A Civitavecchia è arrivato un bastimento carico di… droga. La Finanza ne sequestra ben 76 chili

porto di civitavecchia

Al porto di Civitavcchia è arrivata una nave carica di droga, come diceva quella filastrocca per bambini. Era probabilmente destinato a rifornire anche le piazze di spaccio della Capitale il carico di marijuana intercettato nel porto di Civitavecchia dai finanzieri del comando provinciale di Roma. Le Fiamme Gialle hanno sgominato l’organizzazione cui erano diretto, arrestando quattro persone. Settantasei, complessivamente, i chili di droga sequestrati. Durante i controlli di routine, l’attenzione delle Fiamme Gialle del Gruppo di Civitavecchia è stata attratta da un autoarticolato sbarcato da una motonave proveniente da Olbia, che trasportava vecchi mobili. I sospetti confermati dall’interesse per il carico da parte del cane anti-droga “Fanda”, che ha indotto i militari a ispezionare il mezzo, trovando la droga tra gli arredi trasportati sull’automezzo.

Da Civitavecchia la droga doveva arrivare a Monterotondo

La documentazione esibita dall’autista attestava che il materiale era destinato a un deposito nella zona industriale di Monterotondo. Allora i militari, coordinati dalle procure della Repubblica di Civitavecchia e Tivoli, hanno organizzato un’operazione di “consegna controllata” della partita di droga. Ritardando così l’arresto del conducente. L’attività ha permesso di cogliere “con le mani nel sacco” altre tre persone, intente a scaricare buste di marijuana del veicolo. Tra cui proprio la donna che avrebbe commissionato la spedizione del mobilio dal porto di Olbia a quello di Civitavecchia. I quattro quindi arrestati per l’ipotesi di reato di stupefacenti e posti a disposizione dell’autorità giudiziaria.

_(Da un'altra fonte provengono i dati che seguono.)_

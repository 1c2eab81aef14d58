//! Error types for the wallet ledger

use crate::money::Money;
use crate::types::{AccountId, WalletId};
use std::time::Duration;
use thiserror::Error;

/// Result type for ledger operations
pub type Result<T> = std::result::Result<T, LedgerError>;

/// Ledger errors
#[derive(Error, Debug)]
pub enum LedgerError {
    /// Amount is zero, negative, or not representable in minor units
    #[error("Invalid amount: {0}")]
    InvalidAmount(String),

    /// Transfer between a wallet and itself
    #[error("Invalid transfer: {0}")]
    InvalidTransfer(String),

    /// Pagination window outside the accepted range
    #[error("Invalid pagination: {0}")]
    InvalidPagination(String),

    /// Wallet not found (message names the side for transfers)
    #[error("Wallet not found: {0}")]
    WalletNotFound(String),

    /// Account not found
    #[error("Account not found: {0}")]
    AccountNotFound(AccountId),

    /// Source balance cannot cover the debit
    #[error("Insufficient funds: required {required}, available {available}")]
    InsufficientFunds {
        /// Amount the operation needed
        required: Money,
        /// Balance at the time the row was locked
        available: Money,
    },

    /// Storage fault; the storage transaction was rolled back
    #[error("Storage error: {0}")]
    Storage(String),

    /// Record arithmetic did not hold (balance_after != balance_before + amount)
    #[error("Invariant violation: {0}")]
    InvariantViolation(String),

    /// Caller deadline passed before the operation finished
    #[error("Deadline exceeded after {0:?}")]
    DeadlineExceeded(Duration),

    /// Caller cancelled the operation
    #[error("Operation cancelled")]
    Cancelled,

    /// Configuration error
    #[error("Configuration error: {0}")]
    Config(String),
}

impl LedgerError {
    /// Wallet-not-found for a plain lookup
    pub fn wallet_not_found(wallet_id: WalletId) -> Self {
        LedgerError::WalletNotFound(wallet_id.to_string())
    }

    /// True for outcomes attributable to the caller's request rather than
    /// to infrastructure.
    pub fn is_business_error(&self) -> bool {
        matches!(
            self,
            LedgerError::InvalidAmount(_)
                | LedgerError::InvalidTransfer(_)
                | LedgerError::InvalidPagination(_)
                | LedgerError::WalletNotFound(_)
                | LedgerError::AccountNotFound(_)
                | LedgerError::InsufficientFunds { .. }
        )
    }

    /// Stable label used in logs and metrics
    pub fn error_type(&self) -> &'static str {
        match self {
            LedgerError::InvalidAmount(_) => "invalid_amount",
            LedgerError::InvalidTransfer(_) => "invalid_transfer",
            LedgerError::InvalidPagination(_) => "invalid_pagination",
            LedgerError::WalletNotFound(_) => "wallet_not_found",
            LedgerError::AccountNotFound(_) => "account_not_found",
            LedgerError::InsufficientFunds { .. } => "insufficient_funds",
            LedgerError::Storage(_) => "storage_failure",
            LedgerError::InvariantViolation(_) => "invariant_violation",
            LedgerError::DeadlineExceeded(_) => "deadline_exceeded",
            LedgerError::Cancelled => "cancelled",
            LedgerError::Config(_) => "config_error",
        }
    }
}

impl From<sqlx::Error> for LedgerError {
    fn from(err: sqlx::Error) -> Self {
        LedgerError::Storage(err.to_string())
    }
}

impl From<config::ConfigError> for LedgerError {
    fn from(err: config::ConfigError) -> Self {
        LedgerError::Config(err.to_string())
    }
}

Stupefacenti per un valore di un milione di euro

La droga sequestrata – pari appunto a 76 chili – una volta raggiunte le piazze di spaccio avrebbe fruttato circa un milione di euro. L’operazione rientra nel più ampio dispositivo di contrasto ai traffici illeciti messo in campo dalla Guardia di Finanza di Roma negli scali portuali e aeroportuali di accesso alla Capitale.